On June 22, 1994, the Arena Football League awarded the state of Connecticut an expansion franchise, and chose the name "Coyotes" in October of the same year. After a tough first season, in which the Coyotes finished 1-11, team president Robert B. Dixon announced that the team would be up for sale.
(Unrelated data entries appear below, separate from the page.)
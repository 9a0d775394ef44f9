//! Package checksum calculation.

use crate::bundler::{Result, error::ErrorExt};
use sha2::{Digest, Sha256};
use std::path::Path;
use tokio::io::AsyncReadExt;

/// Calculates the SHA-256 of a published package.
///
/// Reads the file in 8KB chunks and returns the lowercase hex digest.
pub async fn calculate_sha256(file_path: &Path) -> Result<String> {
    let mut file = tokio::fs::File::open(file_path)
        .await
        .fs_context("opening file for hashing", file_path)?;
    let mut hasher = Sha256::new();
    let mut buffer = vec![0u8; 8192];

    loop {
        let n = file
            .read(&mut buffer)
            .await
            .fs_context("reading file for hash calculation", file_path)?;
        if n == 0 {
            break;
        }
        hasher.update(&buffer[..n]);
    }

    Ok(hex::encode(hasher.finalize()))
}

#[cfg(test)]
mod tests {
    use super::*;

    #[tokio::test]
    async fn matches_known_digest() {
        let dir = tempfile::tempdir().unwrap();
        let path = dir.path().join("abc");
        std::fs::write(&path, b"abc").unwrap();

        assert_eq!(
            calculate_sha256(&path).await.unwrap(),
            "ba7816bf8f01cfea414140de5dae2223b00361a396177a9cb410ff61f20015ad"
        );
    }
}
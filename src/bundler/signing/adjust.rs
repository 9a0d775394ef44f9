//! Trailer repair between the two signing passes.
//!
//! The first pass appends its signature block after the end-of-central-directory
//! record without counting it as the archive comment. Readers that insist on the
//! EOCD sitting exactly at `len - 22 - comment_len` then reject the archive. The
//! adjustment rewrites the comment length so the trailing bytes become the
//! comment, leaving every entry untouched.

use super::signer::check_status;
use crate::bundler::error::{Error, ErrorExt, Result, SigningStage};
use std::{
    future::Future,
    path::{Path, PathBuf},
};
use tokio::process::Command;

const EOCD_SIGNATURE: [u8; 4] = *b"PK\x05\x06";
const CENTRAL_HEADER_SIGNATURE: [u8; 4] = *b"PK\x01\x02";
const EOCD_LEN: usize = 22;

/// Repairs the structure of a signed archive.
pub trait StructuralAdjuster {
    /// Writes an adjusted copy of `input` to `output`.
    fn adjust(&self, input: &Path, output: &Path) -> impl Future<Output = Result<()>> + Send;
}

/// Where the trailer was found and what it was changed to.
#[derive(Debug, Clone, Copy, PartialEq, Eq)]
pub struct TrailerFix {
    /// Offset of the end-of-central-directory record
    pub eocd_offset: usize,
    /// Comment length recorded before adjusting
    pub previous_comment_len: u16,
    /// Comment length after adjusting
    pub comment_len: u16,
}

/// Rewrites the EOCD comment length so the record ends at end-of-file.
///
/// The EOCD is the last `PK\x05\x06` whose central directory offset and size
/// end exactly at the record and point at a central directory header. Signature
/// bytes that happen to appear inside the trailing data are skipped that way.
///
/// # Errors
///
/// Fails for archives without a valid EOCD, for zip64 archives, and when more
/// than 65535 bytes follow the record.
pub fn adjust_trailer(bytes: &mut [u8]) -> Result<TrailerFix> {
    let eocd_offset = find_eocd(bytes)?;

    let trailing = bytes.len() - (eocd_offset + EOCD_LEN);
    let comment_len = u16::try_from(trailing).map_err(|_| Error::SigningFailed {
        stage: SigningStage::Adjust,
        reason: format!(
            "{trailing} bytes follow the end of central directory; \
             at most {} fit in the comment",
            u16::MAX
        ),
    })?;

    let field = eocd_offset + 20;
    let previous_comment_len = read_u16(bytes, field);
    bytes[field..field + 2].copy_from_slice(&comment_len.to_le_bytes());

    Ok(TrailerFix {
        eocd_offset,
        previous_comment_len,
        comment_len,
    })
}

fn find_eocd(bytes: &[u8]) -> Result<usize> {
    if bytes.len() < EOCD_LEN {
        return Err(not_a_zip("file is shorter than an end of central directory record"));
    }

    let mut zip64 = false;
    for offset in (0..=bytes.len() - EOCD_LEN).rev() {
        if bytes[offset..offset + 4] != EOCD_SIGNATURE {
            continue;
        }

        let entries = read_u16(bytes, offset + 10);
        let cd_size = read_u32(bytes, offset + 12);
        let cd_offset = read_u32(bytes, offset + 16);

        if entries == u16::MAX || cd_size == u32::MAX || cd_offset == u32::MAX {
            zip64 = true;
            continue;
        }

        let (cd_offset, cd_size) = (cd_offset as usize, cd_size as usize);
        if cd_offset.checked_add(cd_size) != Some(offset) {
            continue;
        }
        let cd_header = bytes.get(cd_offset..cd_offset + 4);
        if entries > 0 && cd_header != Some(&CENTRAL_HEADER_SIGNATURE[..]) {
            continue;
        }

        return Ok(offset);
    }

    if zip64 {
        Err(not_a_zip("zip64 archives are not supported"))
    } else {
        Err(not_a_zip("no end of central directory record found"))
    }
}

fn not_a_zip(reason: &str) -> Error {
    Error::SigningFailed {
        stage: SigningStage::Adjust,
        reason: reason.to_string(),
    }
}

fn read_u16(bytes: &[u8], at: usize) -> u16 {
    u16::from_le_bytes([bytes[at], bytes[at + 1]])
}

fn read_u32(bytes: &[u8], at: usize) -> u32 {
    u32::from_le_bytes([bytes[at], bytes[at + 1], bytes[at + 2], bytes[at + 3]])
}

/// In-process trailer repair.
#[derive(Debug, Clone, Copy, Default)]
pub struct TrailerAdjuster;

impl StructuralAdjuster for TrailerAdjuster {
    async fn adjust(&self, input: &Path, output: &Path) -> Result<()> {
        let mut bytes = tokio::fs::read(input)
            .await
            .fs_context("reading signed archive", input)?;
        let fix = adjust_trailer(&mut bytes)?;
        log::debug!(
            "EOCD at {:#x}: comment length {} -> {}",
            fix.eocd_offset,
            fix.previous_comment_len,
            fix.comment_len
        );
        tokio::fs::write(output, bytes)
            .await
            .fs_context("writing adjusted archive", output)
    }
}

/// Runs an external `zipadjust <in> <out>`.
#[derive(Debug, Clone)]
pub struct ZipAdjustTool {
    program: PathBuf,
}

impl ZipAdjustTool {
    /// Uses the tool at `program`.
    pub fn new(program: impl Into<PathBuf>) -> Self {
        Self {
            program: program.into(),
        }
    }
}

impl StructuralAdjuster for ZipAdjustTool {
    async fn adjust(&self, input: &Path, output: &Path) -> Result<()> {
        let result = Command::new(&self.program)
            .arg(input)
            .arg(output)
            .kill_on_drop(true)
            .output()
            .await
            .map_err(|error| Error::CommandFailed {
                command: self.program.display().to_string(),
                error,
            })?;
        check_status(&result, "zipadjust")
    }
}

/// Adjuster chosen by configuration.
#[derive(Debug, Clone)]
pub enum Adjuster {
    /// [`TrailerAdjuster`]
    Native(TrailerAdjuster),
    /// [`ZipAdjustTool`]
    Tool(ZipAdjustTool),
}

impl StructuralAdjuster for Adjuster {
    async fn adjust(&self, input: &Path, output: &Path) -> Result<()> {
        match self {
            Adjuster::Native(native) => native.adjust(input, output).await,
            Adjuster::Tool(tool) => tool.adjust(input, output).await,
        }
    }
}

#[cfg(test)]
mod tests {
    use super::*;
    use std::io::{Cursor, Write};
    use zip::write::SimpleFileOptions;

    fn small_zip() -> Vec<u8> {
        let mut zip = zip::ZipWriter::new(Cursor::new(Vec::new()));
        zip.start_file("a.txt", SimpleFileOptions::default()).unwrap();
        zip.write_all(b"hello").unwrap();
        zip.start_file("b.txt", SimpleFileOptions::default()).unwrap();
        zip.write_all(b"world").unwrap();
        zip.finish().unwrap().into_inner()
    }

    #[test]
    fn trailing_block_becomes_the_comment() {
        let mut bytes = small_zip();
        let eocd = bytes.len() - EOCD_LEN;
        // Contains an EOCD signature that must not be picked.
        bytes.extend_from_slice(b"sigblock PK\x05\x06 more signature bytes \xff\xff");
        let appended = bytes.len() - eocd - EOCD_LEN;

        let fix = adjust_trailer(&mut bytes).unwrap();

        assert_eq!(fix.eocd_offset, eocd);
        assert_eq!(fix.previous_comment_len, 0);
        assert_eq!(fix.comment_len as usize, appended);
        assert_eq!(read_u16(&bytes, eocd + 20) as usize, appended);

        let mut archive = zip::ZipArchive::new(Cursor::new(bytes)).unwrap();
        assert_eq!(archive.len(), 2);
        assert_eq!(archive.by_index(1).unwrap().name(), "b.txt");
    }

    #[test]
    fn clean_archive_is_unchanged() {
        let original = small_zip();
        let mut bytes = original.clone();
        let fix = adjust_trailer(&mut bytes).unwrap();
        assert_eq!(fix.comment_len, 0);
        assert_eq!(bytes, original);
    }

    #[test]
    fn oversized_trailer_is_rejected() {
        let mut bytes = small_zip();
        bytes.resize(bytes.len() + 70_000, 0);
        let err = adjust_trailer(&mut bytes).unwrap_err();
        assert!(matches!(
            err,
            Error::SigningFailed {
                stage: SigningStage::Adjust,
                ..
            }
        ));
    }

    #[test]
    fn garbage_is_not_a_zip() {
        assert!(adjust_trailer(&mut b"definitely not a zip archive".to_vec()).is_err());
        assert!(adjust_trailer(&mut b"PK".to_vec()).is_err());
    }

    #[tokio::test]
    async fn native_adjuster_writes_output() {
        let dir = tempfile::tempdir().unwrap();
        let input = dir.path().join("signed.zip");
        let output = dir.path().join("adjusted.zip");
        let mut bytes = small_zip();
        bytes.extend_from_slice(b"trailer");
        std::fs::write(&input, &bytes).unwrap();

        Adjuster::Native(TrailerAdjuster)
            .adjust(&input, &output)
            .await
            .unwrap();

        let adjusted = std::fs::read(&output).unwrap();
        assert_eq!(adjusted.len(), bytes.len());
        assert_eq!(read_u16(&adjusted, bytes.len() - 7 - EOCD_LEN + 20), 7);
    }
}
//! Version placeholder handling for `util_functions.sh`.

use crate::bundler::settings::VersionInfo;

/// Token in `util_functions.sh` that marks where version variables go.
pub const VERSION_STUB: &str = "MAGISK_VERSION_STUB";

/// Replaces the placeholder with `MAGISK_VER` and `MAGISK_VER_CODE` assignments.
pub fn inject_version(script: &[u8], version: &VersionInfo) -> Vec<u8> {
    let assignment = format!(
        "MAGISK_VER=\"{}\"\nMAGISK_VER_CODE={}",
        version.version_string(),
        version.version_code()
    );
    replace_stub(script, assignment.as_bytes())
}

/// Removes the placeholder without adding anything in its place.
pub fn strip_version(script: &[u8]) -> Vec<u8> {
    replace_stub(script, b"")
}

fn replace_stub(script: &[u8], replacement: &[u8]) -> Vec<u8> {
    let token = VERSION_STUB.as_bytes();
    let mut out = Vec::with_capacity(script.len() + replacement.len());
    let mut rest = script;
    let mut replaced = 0usize;

    while let Some(pos) = rest.windows(token.len()).position(|w| w == token) {
        out.extend_from_slice(&rest[..pos]);
        out.extend_from_slice(replacement);
        rest = &rest[pos + token.len()..];
        replaced += 1;
    }
    out.extend_from_slice(rest);

    if replaced == 0 {
        log::warn!("{} not found in util_functions.sh; version info not updated", VERSION_STUB);
    }
    out
}
//! Core Settings struct and implementations.

use super::{Arch, SigningSettings, VersionInfo};
use chrono::NaiveDate;
use std::path::{Path, PathBuf};

/// Main settings for bundler operations.
///
/// Resolved once at startup by [`SettingsBuilder`](super::SettingsBuilder) and
/// passed by reference into every component. Nothing below the CLI reads the
/// environment.
///
/// # Examples
///
/// ```no_run
/// use flashable_bundler::bundler::SettingsBuilder;
///
/// # fn example() -> flashable_bundler::bundler::Result<()> {
/// let settings = SettingsBuilder::new()
///     .root(".")
///     .release(true)
///     .build()?;
///
/// println!("apk: {}", settings.apk_path().display());
/// # Ok(())
/// # }
/// ```
#[derive(Clone, Debug)]
pub struct Settings {
    /// Project root. Scripts and prebuilts are looked up relative to it.
    root: PathBuf,

    /// Native build outputs and finished zips live here.
    out_dir: PathBuf,

    /// Directory for intermediate archives.
    scratch_dir: PathBuf,

    /// Package the release APK instead of the debug one.
    release: bool,

    /// Prefix of output file names.
    product_name: String,

    /// Signer and adjuster configuration.
    signing: SigningSettings,
}

impl Settings {
    /// Returns the project root.
    pub fn root(&self) -> &Path {
        &self.root
    }

    /// Returns the output directory.
    pub fn out_dir(&self) -> &Path {
        &self.out_dir
    }

    /// Returns the directory used for intermediate archives.
    pub fn scratch_dir(&self) -> &Path {
        &self.scratch_dir
    }

    /// Whether this is a release build.
    pub fn release(&self) -> bool {
        self.release
    }

    /// Returns the product name.
    pub fn product_name(&self) -> &str {
        &self.product_name
    }

    /// Returns the signing configuration.
    pub fn signing(&self) -> &SigningSettings {
        &self.signing
    }

    /// Path of a native binary produced for `arch`.
    pub fn binary_path(&self, arch: Arch, name: &str) -> PathBuf {
        self.out_dir.join(arch.lib_dir()).join(name)
    }

    /// Path of the application package for the configured flavor.
    pub fn apk_path(&self) -> PathBuf {
        let name = if self.release {
            "app-release.apk"
        } else {
            "app-debug.apk"
        };
        self.out_dir.join(name)
    }

    /// Path of a script in the source tree.
    pub fn script_path(&self, name: &str) -> PathBuf {
        self.root.join("scripts").join(name)
    }

    /// Path of a file relative to the project root.
    pub fn source_path(&self, relative: &str) -> PathBuf {
        self.root.join(relative)
    }

    /// Output path of the installer package, e.g. `out/Magisk-v24.0.zip`.
    pub fn installer_output(&self, version: &VersionInfo) -> PathBuf {
        self.out_dir.join(format!(
            "{}-v{}.zip",
            self.product_name,
            version.version_string()
        ))
    }

    /// Output path of the uninstaller package, e.g. `out/Magisk-uninstaller-20220301.zip`.
    pub fn uninstaller_output(&self, date: NaiveDate) -> PathBuf {
        self.out_dir.join(format!(
            "{}-uninstaller-{}.zip",
            self.product_name,
            date.format("%Y%m%d")
        ))
    }

    /// Creates a new Settings instance (used by SettingsBuilder).
    pub(super) fn new(
        root: PathBuf,
        out_dir: PathBuf,
        scratch_dir: PathBuf,
        release: bool,
        product_name: String,
        signing: SigningSettings,
    ) -> Self {
        Self {
            root,
            out_dir,
            scratch_dir,
            release,
            product_name,
            signing,
        }
    }
}

#[cfg(test)]
mod tests {
    use crate::bundler::{SettingsBuilder, VersionInfo};
    use chrono::NaiveDate;
    use std::path::Path;

    #[test]
    fn output_names_follow_the_release_conventions() {
        let settings = SettingsBuilder::new().root("/src/magisk").build().unwrap();

        let version = VersionInfo::new("24.0", 2400).unwrap();
        assert_eq!(
            settings.installer_output(&version),
            Path::new("/src/magisk/out/Magisk-v24.0.zip")
        );

        let date = NaiveDate::from_ymd_opt(2022, 3, 1).unwrap();
        assert_eq!(
            settings.uninstaller_output(date),
            Path::new("/src/magisk/out/Magisk-uninstaller-20220301.zip")
        );
    }

    #[test]
    fn apk_flavor_follows_release_flag() {
        let debug = SettingsBuilder::new().root("/r").build().unwrap();
        assert_eq!(debug.apk_path(), Path::new("/r/out/app-debug.apk"));

        let release = SettingsBuilder::new().root("/r").release(true).build().unwrap();
        assert_eq!(release.apk_path(), Path::new("/r/out/app-release.apk"));
    }
}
On October 26, 1995, Connecticut Development Authority sold the Coyotes to Ben Morris and Scott Gerard for $750,000. Morris wasted no time hiring Lary Kuharich to become the second coach in Coyotes history.

However, a horrendous record of only 3 wins in 26 games over 2 seasons led to a disbandment of the team following the 1996 season, after Morris failed to sell the franchise to the Madison Square Garden.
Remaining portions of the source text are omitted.